→ TASK TO CARRY OUT
Exactly the lines starting at the line containing "filename src/group.rs" and ending at the line containing "slot and runs" are to be written out from the listing below, both included.

• • • • •

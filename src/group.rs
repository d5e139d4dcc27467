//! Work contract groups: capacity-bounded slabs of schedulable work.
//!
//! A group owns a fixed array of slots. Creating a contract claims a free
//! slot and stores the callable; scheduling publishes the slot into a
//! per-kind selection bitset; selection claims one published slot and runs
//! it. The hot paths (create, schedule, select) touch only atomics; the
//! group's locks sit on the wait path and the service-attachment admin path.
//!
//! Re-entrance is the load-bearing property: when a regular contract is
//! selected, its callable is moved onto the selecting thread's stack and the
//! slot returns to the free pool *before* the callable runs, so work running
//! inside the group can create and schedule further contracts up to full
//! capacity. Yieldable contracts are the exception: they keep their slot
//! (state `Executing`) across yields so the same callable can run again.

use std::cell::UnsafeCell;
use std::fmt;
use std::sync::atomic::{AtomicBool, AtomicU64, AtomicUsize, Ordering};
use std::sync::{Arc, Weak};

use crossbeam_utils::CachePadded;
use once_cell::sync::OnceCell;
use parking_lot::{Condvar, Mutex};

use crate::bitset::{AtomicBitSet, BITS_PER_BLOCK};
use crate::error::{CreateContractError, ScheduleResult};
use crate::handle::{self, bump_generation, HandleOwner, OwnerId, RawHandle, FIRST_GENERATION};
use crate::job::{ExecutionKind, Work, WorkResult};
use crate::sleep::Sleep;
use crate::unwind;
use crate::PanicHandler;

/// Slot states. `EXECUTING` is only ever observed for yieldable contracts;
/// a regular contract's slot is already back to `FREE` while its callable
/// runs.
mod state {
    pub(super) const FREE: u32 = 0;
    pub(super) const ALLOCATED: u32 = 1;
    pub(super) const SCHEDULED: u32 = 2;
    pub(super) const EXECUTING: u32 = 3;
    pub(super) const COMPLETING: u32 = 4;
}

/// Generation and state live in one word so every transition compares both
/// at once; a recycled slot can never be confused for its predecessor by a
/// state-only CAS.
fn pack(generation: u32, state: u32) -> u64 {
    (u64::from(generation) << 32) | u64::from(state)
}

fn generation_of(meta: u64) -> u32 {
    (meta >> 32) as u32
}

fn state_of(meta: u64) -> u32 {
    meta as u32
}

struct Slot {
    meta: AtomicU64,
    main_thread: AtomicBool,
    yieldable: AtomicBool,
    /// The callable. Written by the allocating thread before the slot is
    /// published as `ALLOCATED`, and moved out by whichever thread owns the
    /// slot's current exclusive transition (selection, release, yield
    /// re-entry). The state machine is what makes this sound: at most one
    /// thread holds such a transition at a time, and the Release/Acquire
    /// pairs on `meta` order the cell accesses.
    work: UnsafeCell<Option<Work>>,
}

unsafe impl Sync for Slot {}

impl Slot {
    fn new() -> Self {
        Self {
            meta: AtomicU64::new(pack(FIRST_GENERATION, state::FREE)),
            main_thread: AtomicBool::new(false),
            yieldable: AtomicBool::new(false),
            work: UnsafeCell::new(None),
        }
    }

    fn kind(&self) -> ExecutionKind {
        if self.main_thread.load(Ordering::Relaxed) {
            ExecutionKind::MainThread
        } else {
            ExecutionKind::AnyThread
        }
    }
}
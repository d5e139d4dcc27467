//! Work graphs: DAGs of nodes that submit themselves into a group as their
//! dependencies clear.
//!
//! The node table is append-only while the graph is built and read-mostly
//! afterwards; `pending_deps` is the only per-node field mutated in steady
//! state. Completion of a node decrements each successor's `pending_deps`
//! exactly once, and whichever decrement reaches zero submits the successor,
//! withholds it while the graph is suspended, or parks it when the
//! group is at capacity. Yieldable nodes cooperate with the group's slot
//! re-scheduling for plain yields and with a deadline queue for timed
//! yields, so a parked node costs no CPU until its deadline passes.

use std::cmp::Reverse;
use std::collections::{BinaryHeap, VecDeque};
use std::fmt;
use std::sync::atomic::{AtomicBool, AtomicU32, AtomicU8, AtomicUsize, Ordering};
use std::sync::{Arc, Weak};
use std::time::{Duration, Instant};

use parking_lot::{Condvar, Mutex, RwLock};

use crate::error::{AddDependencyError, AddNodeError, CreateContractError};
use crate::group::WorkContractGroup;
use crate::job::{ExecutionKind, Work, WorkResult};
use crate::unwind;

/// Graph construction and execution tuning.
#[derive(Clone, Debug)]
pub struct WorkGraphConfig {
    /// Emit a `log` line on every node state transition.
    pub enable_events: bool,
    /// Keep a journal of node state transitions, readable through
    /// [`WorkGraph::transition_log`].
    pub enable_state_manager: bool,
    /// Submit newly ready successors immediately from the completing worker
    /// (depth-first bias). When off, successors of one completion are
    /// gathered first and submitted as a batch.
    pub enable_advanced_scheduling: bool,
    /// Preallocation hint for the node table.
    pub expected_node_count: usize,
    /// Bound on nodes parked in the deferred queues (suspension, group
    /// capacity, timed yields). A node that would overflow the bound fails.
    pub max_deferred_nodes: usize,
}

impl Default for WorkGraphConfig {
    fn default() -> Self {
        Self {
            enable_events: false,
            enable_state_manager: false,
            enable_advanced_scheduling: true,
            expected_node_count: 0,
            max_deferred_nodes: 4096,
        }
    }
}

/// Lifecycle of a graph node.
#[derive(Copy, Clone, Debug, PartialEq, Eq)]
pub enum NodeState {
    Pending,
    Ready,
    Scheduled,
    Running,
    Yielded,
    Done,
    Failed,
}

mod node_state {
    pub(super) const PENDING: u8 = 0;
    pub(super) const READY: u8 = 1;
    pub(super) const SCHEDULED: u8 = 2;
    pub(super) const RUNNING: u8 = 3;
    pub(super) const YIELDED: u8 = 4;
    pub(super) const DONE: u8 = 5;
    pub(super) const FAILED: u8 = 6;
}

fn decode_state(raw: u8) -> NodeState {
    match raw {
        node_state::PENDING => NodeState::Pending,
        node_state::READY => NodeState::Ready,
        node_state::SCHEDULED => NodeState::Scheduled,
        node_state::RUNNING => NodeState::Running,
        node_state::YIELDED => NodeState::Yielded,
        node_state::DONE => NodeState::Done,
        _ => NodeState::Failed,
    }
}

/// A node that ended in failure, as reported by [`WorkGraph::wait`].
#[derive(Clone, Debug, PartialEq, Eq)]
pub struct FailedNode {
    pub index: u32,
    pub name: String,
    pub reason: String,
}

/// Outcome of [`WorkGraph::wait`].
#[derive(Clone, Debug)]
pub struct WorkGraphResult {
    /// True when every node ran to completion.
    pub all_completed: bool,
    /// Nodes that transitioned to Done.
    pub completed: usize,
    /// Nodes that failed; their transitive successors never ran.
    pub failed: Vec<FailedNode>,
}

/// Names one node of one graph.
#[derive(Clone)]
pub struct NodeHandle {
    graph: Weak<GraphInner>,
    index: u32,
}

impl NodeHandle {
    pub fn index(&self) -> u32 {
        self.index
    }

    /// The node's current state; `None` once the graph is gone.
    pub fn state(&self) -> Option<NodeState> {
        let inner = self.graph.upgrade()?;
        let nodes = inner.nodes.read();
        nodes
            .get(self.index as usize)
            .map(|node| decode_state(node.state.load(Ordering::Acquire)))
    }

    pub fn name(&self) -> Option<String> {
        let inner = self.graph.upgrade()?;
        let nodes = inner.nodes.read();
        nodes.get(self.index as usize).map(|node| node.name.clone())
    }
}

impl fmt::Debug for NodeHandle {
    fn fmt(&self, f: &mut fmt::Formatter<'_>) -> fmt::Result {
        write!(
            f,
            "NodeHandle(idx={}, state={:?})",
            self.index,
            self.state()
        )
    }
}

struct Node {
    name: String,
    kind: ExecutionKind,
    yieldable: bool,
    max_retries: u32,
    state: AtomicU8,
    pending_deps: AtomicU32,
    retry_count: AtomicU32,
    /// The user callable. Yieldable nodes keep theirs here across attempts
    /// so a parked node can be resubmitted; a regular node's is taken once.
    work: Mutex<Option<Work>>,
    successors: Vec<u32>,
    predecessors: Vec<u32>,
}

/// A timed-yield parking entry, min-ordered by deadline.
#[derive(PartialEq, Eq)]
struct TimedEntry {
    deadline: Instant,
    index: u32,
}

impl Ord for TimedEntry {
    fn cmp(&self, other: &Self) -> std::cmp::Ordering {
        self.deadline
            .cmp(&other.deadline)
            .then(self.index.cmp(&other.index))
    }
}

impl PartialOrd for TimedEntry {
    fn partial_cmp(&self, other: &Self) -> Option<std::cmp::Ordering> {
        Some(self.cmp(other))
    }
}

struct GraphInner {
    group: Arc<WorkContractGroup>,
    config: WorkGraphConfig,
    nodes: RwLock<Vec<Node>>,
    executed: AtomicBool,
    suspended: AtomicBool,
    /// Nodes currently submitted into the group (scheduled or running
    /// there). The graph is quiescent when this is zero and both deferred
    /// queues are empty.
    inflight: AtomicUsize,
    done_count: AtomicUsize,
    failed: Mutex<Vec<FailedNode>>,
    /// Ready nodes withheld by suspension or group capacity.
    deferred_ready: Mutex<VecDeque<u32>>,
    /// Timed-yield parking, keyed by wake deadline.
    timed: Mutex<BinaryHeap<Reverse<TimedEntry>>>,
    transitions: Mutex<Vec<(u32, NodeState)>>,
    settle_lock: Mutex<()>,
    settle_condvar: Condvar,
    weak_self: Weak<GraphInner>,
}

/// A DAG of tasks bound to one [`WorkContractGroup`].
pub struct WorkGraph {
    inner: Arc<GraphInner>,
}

• • • • •

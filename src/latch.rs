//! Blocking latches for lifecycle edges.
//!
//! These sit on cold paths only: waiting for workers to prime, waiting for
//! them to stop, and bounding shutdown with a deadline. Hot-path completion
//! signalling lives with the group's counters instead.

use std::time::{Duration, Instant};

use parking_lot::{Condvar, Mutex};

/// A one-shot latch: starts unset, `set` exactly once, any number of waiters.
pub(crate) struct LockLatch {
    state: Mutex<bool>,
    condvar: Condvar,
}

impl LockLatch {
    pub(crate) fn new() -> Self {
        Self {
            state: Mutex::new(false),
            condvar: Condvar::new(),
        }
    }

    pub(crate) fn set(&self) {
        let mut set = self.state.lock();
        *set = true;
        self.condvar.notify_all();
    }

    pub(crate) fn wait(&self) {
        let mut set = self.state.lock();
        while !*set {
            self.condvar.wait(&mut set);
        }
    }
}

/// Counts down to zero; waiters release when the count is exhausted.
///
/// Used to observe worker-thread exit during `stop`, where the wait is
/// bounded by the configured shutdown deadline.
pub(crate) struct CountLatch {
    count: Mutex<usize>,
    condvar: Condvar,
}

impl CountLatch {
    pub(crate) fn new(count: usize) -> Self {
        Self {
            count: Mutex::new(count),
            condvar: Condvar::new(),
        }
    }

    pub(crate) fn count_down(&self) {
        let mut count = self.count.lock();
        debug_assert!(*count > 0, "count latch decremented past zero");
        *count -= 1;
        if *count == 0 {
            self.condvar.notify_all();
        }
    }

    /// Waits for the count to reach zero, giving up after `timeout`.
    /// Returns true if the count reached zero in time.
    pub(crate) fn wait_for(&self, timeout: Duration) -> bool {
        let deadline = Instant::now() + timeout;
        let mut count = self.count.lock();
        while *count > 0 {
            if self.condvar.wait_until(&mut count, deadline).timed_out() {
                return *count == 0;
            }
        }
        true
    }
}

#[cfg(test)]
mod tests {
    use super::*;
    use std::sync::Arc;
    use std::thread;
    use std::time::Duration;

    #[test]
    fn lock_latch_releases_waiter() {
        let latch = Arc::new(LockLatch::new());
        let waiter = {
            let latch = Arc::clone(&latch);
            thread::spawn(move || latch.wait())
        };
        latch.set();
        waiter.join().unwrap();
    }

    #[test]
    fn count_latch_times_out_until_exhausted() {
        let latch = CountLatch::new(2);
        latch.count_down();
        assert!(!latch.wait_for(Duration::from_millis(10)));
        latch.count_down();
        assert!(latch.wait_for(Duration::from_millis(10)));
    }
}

• • • • •

→ THE COMPLETED TASK
filename src/group.rs
repository d5e139d4dcc27467
//! Work contract groups: capacity-bounded slabs of schedulable work.
//!
//! A group owns a fixed array of slots. Creating a contract claims a free
//! slot and stores the callable; scheduling publishes the slot into a
//! per-kind selection bitset; selection claims one published slot and runs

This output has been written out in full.